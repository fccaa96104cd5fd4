//! Configuration loader with precedence
//!
//! Loads configuration from the following sources (low to high):
//! 1. Built-in defaults
//! 2. Config file (`--config <path>`, or `~/.kindle/config.yaml` when present)
//! 3. Environment variables (`KINDLE_*` prefix)
//! 4. CLI flags (handled by caller)

use crate::error::{Error, Result};
use crate::types::KindleConfig;
use crate::utils::get_home_dir;
use camino::{Utf8Path, Utf8PathBuf};
use std::env;
use std::fs;
use tracing::debug;

/// Name of the config file inside the config directory
pub const CONFIG_FILE_NAME: &str = "config.yaml";

/// Overrides `template.url`
pub const ENV_TEMPLATE_URL: &str = "KINDLE_TEMPLATE_URL";

/// Overrides `template.branch`
pub const ENV_TEMPLATE_BRANCH: &str = "KINDLE_TEMPLATE_BRANCH";

/// Overrides `package-manager`
pub const ENV_PACKAGE_MANAGER: &str = "KINDLE_PACKAGE_MANAGER";

/// Configuration loader
#[derive(Debug, Clone)]
pub struct ConfigLoader {
    /// Directory searched for `config.yaml`; `None` when no home directory exists
    config_dir: Option<Utf8PathBuf>,
}

impl ConfigLoader {
    /// Create a loader that looks in `~/.kindle`
    pub fn new() -> Self {
        let config_dir = get_home_dir().map(|home| home.join(".kindle"));
        Self { config_dir }
    }

    /// Create a loader with a custom config directory
    pub fn with_dir(config_dir: Utf8PathBuf) -> Self {
        Self {
            config_dir: Some(config_dir),
        }
    }

    /// Load configuration.
    ///
    /// An explicit path must exist; the default location is optional.
    pub fn load(&self, explicit: Option<&Utf8Path>) -> Result<KindleConfig> {
        let config = match explicit {
            Some(path) => {
                if !path.exists() {
                    return Err(Error::config_not_found(path.as_str()));
                }
                Self::load_yaml_file(path)?
            }
            None => match self.default_config_path() {
                Some(path) if path.exists() => Self::load_yaml_file(&path)?,
                _ => KindleConfig::default(),
            },
        };

        self.apply_env_overrides(config)
    }

    /// Path of the default config file
    pub fn default_config_path(&self) -> Option<Utf8PathBuf> {
        self.config_dir.as_ref().map(|dir| dir.join(CONFIG_FILE_NAME))
    }

    /// Load a YAML file and parse it
    fn load_yaml_file(path: &Utf8Path) -> Result<KindleConfig> {
        debug!("Loading config from {}", path);
        let content = fs::read_to_string(path)?;

        if content.trim().is_empty() {
            return Ok(KindleConfig::default());
        }

        serde_yaml_ng::from_str(&content)
            .map_err(|e| Error::invalid_config(format!("Failed to parse {}: {}", path, e)))
    }

    /// Apply environment variable overrides
    fn apply_env_overrides(&self, mut config: KindleConfig) -> Result<KindleConfig> {
        if let Ok(val) = env::var(ENV_TEMPLATE_URL) {
            if val.trim().is_empty() {
                return Err(Error::invalid_config(format!(
                    "{} must not be empty",
                    ENV_TEMPLATE_URL
                )));
            }
            config.template.url = val;
        }

        if let Ok(val) = env::var(ENV_TEMPLATE_BRANCH) {
            config.template.branch = Some(val).filter(|b| !b.trim().is_empty());
        }

        if let Ok(val) = env::var(ENV_PACKAGE_MANAGER) {
            config.package_manager = val.parse().map_err(|_| {
                Error::invalid_config(format!(
                    "{} must be one of npm, pnpm, yarn, bun (got '{}')",
                    ENV_PACKAGE_MANAGER, val
                ))
            })?;
        }

        Ok(config)
    }
}

impl Default for ConfigLoader {
    fn default() -> Self {
        Self::new()
    }
}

## TRY IT
Please copy only the lines from the one with "let config = match" through the final line of the records above, both ends included.

## EXERCISE ANSWER
        let config = match explicit {
            Some(path) => {
                if !path.exists() {
                    return Err(Error::config_not_found(path.as_str()));
                }
                Self::load_yaml_file(path)?
            }
            None => match self.default_config_path() {
                Some(path) if path.exists() => Self::load_yaml_file(&path)?,
                _ => KindleConfig::default(),
            },
        };

        self.apply_env_overrides(config)
    }

    /// Path of the default config file
    pub fn default_config_path(&self) -> Option<Utf8PathBuf> {
        self.config_dir.as_ref().map(|dir| dir.join(CONFIG_FILE_NAME))
    }

    /// Load a YAML file and parse it
    fn load_yaml_file(path: &Utf8Path) -> Result<KindleConfig> {
        debug!("Loading config from {}", path);
        let content = fs::read_to_string(path)?;

        if content.trim().is_empty() {
            return Ok(KindleConfig::default());
        }

        serde_yaml_ng::from_str(&content)
            .map_err(|e| Error::invalid_config(format!("Failed to parse {}: {}", path, e)))
    }

    /// Apply environment variable overrides
    fn apply_env_overrides(&self, mut config: KindleConfig) -> Result<KindleConfig> {
        if let Ok(val) = env::var(ENV_TEMPLATE_URL) {
            if val.trim().is_empty() {
                return Err(Error::invalid_config(format!(
                    "{} must not be empty",
                    ENV_TEMPLATE_URL
                )));
            }
            config.template.url = val;
        }

        if let Ok(val) = env::var(ENV_TEMPLATE_BRANCH) {
            config.template.branch = Some(val).filter(|b| !b.trim().is_empty());
        }

        if let Ok(val) = env::var(ENV_PACKAGE_MANAGER) {
            config.package_manager = val.parse().map_err(|_| {
                Error::invalid_config(format!(
                    "{} must be one of npm, pnpm, yarn, bun (got '{}')",
                    ENV_PACKAGE_MANAGER, val
                ))
            })?;
        }

        Ok(config)
    }
}

impl Default for ConfigLoader {
    fn default() -> Self {
        Self::new()
    }
}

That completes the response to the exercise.